◆ WORK REQUIRED: Each entry below has to be written out again exactly.

◆ PROVIDED DATA:
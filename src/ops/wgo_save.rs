//! Implementation of `wgo save`.

use std::ffi::OsString;

use anyhow::Result;

use crate::core::godeps::import_godeps;
use crate::core::Workspace;
use crate::ops::invocation::{VendorInvocation, GOPATH, VENDOR_IGNORE_DIRS};
use crate::ops::probe::{ensure_vendor_available, MIN_VENDOR_BUILD};
use crate::ops::reconcile::{ignore_dirs, join_ignore_dirs, save_mapping};
use crate::ops::resolve::resolve_external_packages;
use crate::tools::{PackageLister, Vendorer};

/// Options for saving dependencies into the vendor root.
#[derive(Debug, Clone)]
pub struct SaveOptions {
    /// Packages or patterns to vendor for, passed to `go list` verbatim
    pub targets: Vec<String>,

    /// Also pin the repositories listed in `Godeps/Godeps.json`
    pub godeps: bool,

    /// Caller's `GOPATH`
    pub inherited_gopath: Option<OsString>,

    /// Directories appended to `VENDOR_IGNORE_DIRS`
    pub extra_ignore_dirs: Vec<String>,

    /// Oldest acceptable `vendor` build
    pub min_vendor_build: u32,
}

impl Default for SaveOptions {
    fn default() -> Self {
        SaveOptions {
            targets: Vec::new(),
            godeps: false,
            inherited_gopath: None,
            extra_ignore_dirs: Vec::new(),
            min_vendor_build: MIN_VENDOR_BUILD,
        }
    }
}

/// What a save run handed to `vendor`.
#[derive(Debug, Clone)]
pub struct SaveResult {
    /// Number of `-a` addon mappings
    pub addons: usize,

    /// Number of `-r` revision pins
    pub pins: usize,

    /// The invocation that was run
    pub invocation: VendorInvocation,
}

/// Vendor every external dependency of `targets` into the vendor root.
pub fn save(
    ws: &Workspace,
    lister: &dyn PackageLister,
    vendorer: &dyn Vendorer,
    opts: &SaveOptions,
) -> Result<SaveResult> {
    ensure_vendor_available(vendorer, opts.min_vendor_build)?;

    let inherited = opts.inherited_gopath.as_deref();
    let resolution = resolve_external_packages(ws, lister, &opts.targets, inherited)?;
    let mapping = save_mapping(ws, &resolution);

    let pins = if opts.godeps {
        import_godeps(ws)?
    } else {
        Vec::new()
    };

    let ignore = join_ignore_dirs(&ignore_dirs(ws, &opts.extra_ignore_dirs))?;
    let invocation = VendorInvocation::save(&mapping, &pins)
        .with_env(VENDOR_IGNORE_DIRS, ignore)
        .with_env(GOPATH, ws.gopath(inherited)?);

    tracing::info!(
        "vendoring {} external packages and {} pinned repositories into {}",
        mapping.len(),
        pins.len(),
        ws.vendor_root_src().display()
    );
    vendorer.vendor(ws.root(), &invocation)?;

    Ok(SaveResult {
        addons: mapping.len(),
        pins: pins.len(),
        invocation,
    })
}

◆ YOUR RESPONSE:
filename src/ops/wgo_save.rs
//! Implementation of `wgo save`.

use std::ffi::OsString;

use anyhow::Result;

use crate::core::godeps::import_godeps;
use crate::core::Workspace;
use crate::ops::invocation::{VendorInvocation, GOPATH, VENDOR_IGNORE_DIRS};
use crate::ops::probe::{ensure_vendor_available, MIN_VENDOR_BUILD};
use crate::ops::reconcile::{ignore_dirs, join_ignore_dirs, save_mapping};
use crate::ops::resolve::resolve_external_packages;
use crate::tools::{PackageLister, Vendorer};

/// Options for saving dependencies into the vendor root.
#[derive(Debug, Clone)]
pub struct SaveOptions {
    /// Packages or patterns to vendor for, passed to `go list` verbatim
    pub targets: Vec<String>,

    /// Also pin the repositories listed in `Godeps/Godeps.json`
    pub godeps: bool,

    /// Caller's `GOPATH`
    pub inherited_gopath: Option<OsString>,

    /// Directories appended to `VENDOR_IGNORE_DIRS`
    pub extra_ignore_dirs: Vec<String>,

    /// Oldest acceptable `vendor` build
    pub min_vendor_build: u32,
}

impl Default for SaveOptions {
    fn default() -> Self {
        SaveOptions {
            targets: Vec::new(),
            godeps: false,
            inherited_gopath: None,
            extra_ignore_dirs: Vec::new(),
            min_vendor_build: MIN_VENDOR_BUILD,
        }
    }
}

/// What a save run handed to `vendor`.
#[derive(Debug, Clone)]
pub struct SaveResult {
    /// Number of `-a` addon mappings
    pub addons: usize,

    /// Number of `-r` revision pins
    pub pins: usize,

    /// The invocation that was run
    pub invocation: VendorInvocation,
}

/// Vendor every external dependency of `targets` into the vendor root.
pub fn save(
    ws: &Workspace,
    lister: &dyn PackageLister,
    vendorer: &dyn Vendorer,
    opts: &SaveOptions,
) -> Result<SaveResult> {
    ensure_vendor_available(vendorer, opts.min_vendor_build)?;

    let inherited = opts.inherited_gopath.as_deref();
    let resolution = resolve_external_packages(ws, lister, &opts.targets, inherited)?;
    let mapping = save_mapping(ws, &resolution);

    let pins = if opts.godeps {
        import_godeps(ws)?
    } else {
        Vec::new()
    };

    let ignore = join_ignore_dirs(&ignore_dirs(ws, &opts.extra_ignore_dirs))?;
    let invocation = VendorInvocation::save(&mapping, &pins)
        .with_env(VENDOR_IGNORE_DIRS, ignore)
        .with_env(GOPATH, ws.gopath(inherited)?);

    tracing::info!(
        "vendoring {} external packages and {} pinned repositories into {}",
        mapping.len(),
        pins.len(),
        ws.vendor_root_src().display()
    );
    vendorer.vendor(ws.root(), &invocation)?;

    Ok(SaveResult {
        addons: mapping.len(),
        pins: pins.len(),
        invocation,
    })
}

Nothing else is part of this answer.